New Hyundai Tucson

blazes techno-trail

Hyundai Tucson, 2021, front, action
Hyundai Tucson, 2021, front
Hyundai Tucson, 2021, side
Hyundai Tucson, 2021, rear
Hyundai Tucson, 2021, interior
Hyundai Tucson, 2021, display screen
Hyundai Tucson, 2021, grille
Hyundai Tucson, 2021, instrument panel
Hyundai Tucson, 2021, instrument panel
Hyundai Tucson, 2021, instrument panel, blind spot display
Hyundai Tucson, 2021, gear selector
Hyundai Tucson, 2021, rear seats
Hyundai Tucson, 2021, boot
Hyundai Tucson, 2021, hybrid engine
Hyundai Tucson, 2021, badge

A NEW Hyundai Tucson SUV is being released and it comes packed with innovative features inside and out.

Sharp styling, plenty of technology and a wide range of engine choices set the newcomer apart in the burgeoning sports utility vehicle world.

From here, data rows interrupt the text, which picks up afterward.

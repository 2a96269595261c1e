use clap::Parser;

/// This is a Single Transferable Vote tabulation program for ward counts.
#[derive(Parser, Debug, Clone)]
#[clap(author, version, about, long_about = None)]
pub struct Args {
    /// (file path) The ballot data file for the ward. For more information
    /// about the file format, read the manual of the stv_counting crate.
    #[clap(short, long, value_parser)]
    pub input: String,

    /// (file path) A reference file containing the summary of a count in JSON
    /// format. If provided, wardcount will check that the tabulated output
    /// matches the reference.
    #[clap(short, long, value_parser)]
    pub reference: Option<String>,

    /// (file path or 'stdout') If specified, the per-stage summary of the
    /// count will be written in JSON format to the given location.
    #[clap(short, long, value_parser)]
    pub out: Option<String>,

    /// (default candidate-number) How to break ties between candidates with
    /// equal totals: 'candidate-number' or 'random'.
    #[clap(long, value_parser)]
    pub tiebreak: Option<String>,

    /// The seed for the 'random' tie-break mode.
    #[clap(long, value_parser)]
    pub random_seed: Option<u32>,

    // Other arguments
    /// If passed as an argument, will turn on verbose logging to the standard
    /// output.
    #[clap(long, takes_value = false)]
    pub verbose: bool,
}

It's priced from £28,495 - quite a step up from the previous model - but is hugely impressive on all fronts with standout design and engineering.

From its bold grille design which incorporates ‘hidden' daytime running lights in the sides to a high tech interior, the new Tucson sets a high standard in the medium-sized SUV market.

It's the fourth generation model - with UK models built at Hyundai's factory in the Czech Republic - and since the Tucson first arrived in 2004 it has become the brand's top seller with more than seven million sold so far.

The new model doesn't just build on that, it leaps ahead and puts the Korean brand at the top of the mid-sized SUV market ahead of the likes of Honda with the CR-V, Toyota and its RAV4 and the Volkswagen Tiguan.

Bigger all round the new Tucson is almost an inch longer than its predecessor and comes with more room inside and a much bigger boot at 620 litres - and that's a full two suitcases more than before.

Maximum cargo space is of near van proportions at 1,799 litres and on the top-range Ultimate model we sampled that was hidden behind a powered tailgate.

The car we tried was a full hybrid and came with a 1.6-litre turbo petrol engine mated to an electric motor.

Together they develop a healthy 230ps and that gives the car a 0 to 60 time of eight seconds - the quickest of all versions in the range.

Top speed is 120mph and on the economy front it is rated officially at 49.6mpg with emissions of 131g/km.

We managed to exceed that in everyday driving seeing an average of 52,3 to the gallon on the onboard computer although after a long stint of motorway work that dropped to an overall average of 42 to the gallon.

For a car that tips the scales at almost 1.7 tonnes that is to be commended and shows Hyundai's commitment to the new wave of green motoring.

The hybrid has a six-speed automatic transmission with gears primarily selected via push buttons on the centre console, backed up with paddle shifters on the steering wheel for manual selection if required.

It's four-wheel-drive with specific modes for snow, mud and sand yet remains nicely agile as SUVs go.

Manoeuvrable it is and parking is helped by a high definition camera system - a feature Hyundai has gone to town with on the new Tucson.

Rear view camera screens appear in the instrument panel when indicating to help avoid collisions and replace either the speedo or rev counter with a display of what is behind the vehicle as soon as the signal is activated.

Information about the speed and revs are shown as small digital readouts while the system is in action and it's a brilliant feature for improving driver safety.

The interior is a class act and incorporates a 10.25-inch central touchscreen in the middle of the dash above touch operated controls for the ventilation - another first on a Hyundai.

The Tucson has what Hyundai calls a Multi-Air Mode system which uses a combination of direct and indirect air vents for the air conditioning and heating to create a more pleasant in-car environment with a gentle air flow - and it works front and rear.

The digital instrument panel can be configured in a number of ways depending on driver preference while the navigation and infotainment system uses the latest version of Hyundai's Bluelink connectivity set up which delivers a plethora of information and features including remote vehicle locking, a smartphone link for last mile navigation when out of the vehicle and checking fuel levels.

Wireless phone charging is another feature while other new safety equipment includes alerts when passengers exit the vehicle and a sensor which detects when the car ahead has moved off when in traffic.

They are all hugely relevant and useful systems on today's ever congested highways and see Hyundai making full use of technology as an aid rather than purely as a gimmick.

The hybrid we sampled was priced from £37,695 and while that makes it the most expensive of the new Tucson range it is very competitive in the SUV market.

The new Tucson is a step-change model for Hyundai and with its blend of practicality, roominess, refinement as well as eco-friendly performance it's a force to be reckoned with among the current crop of SUVs.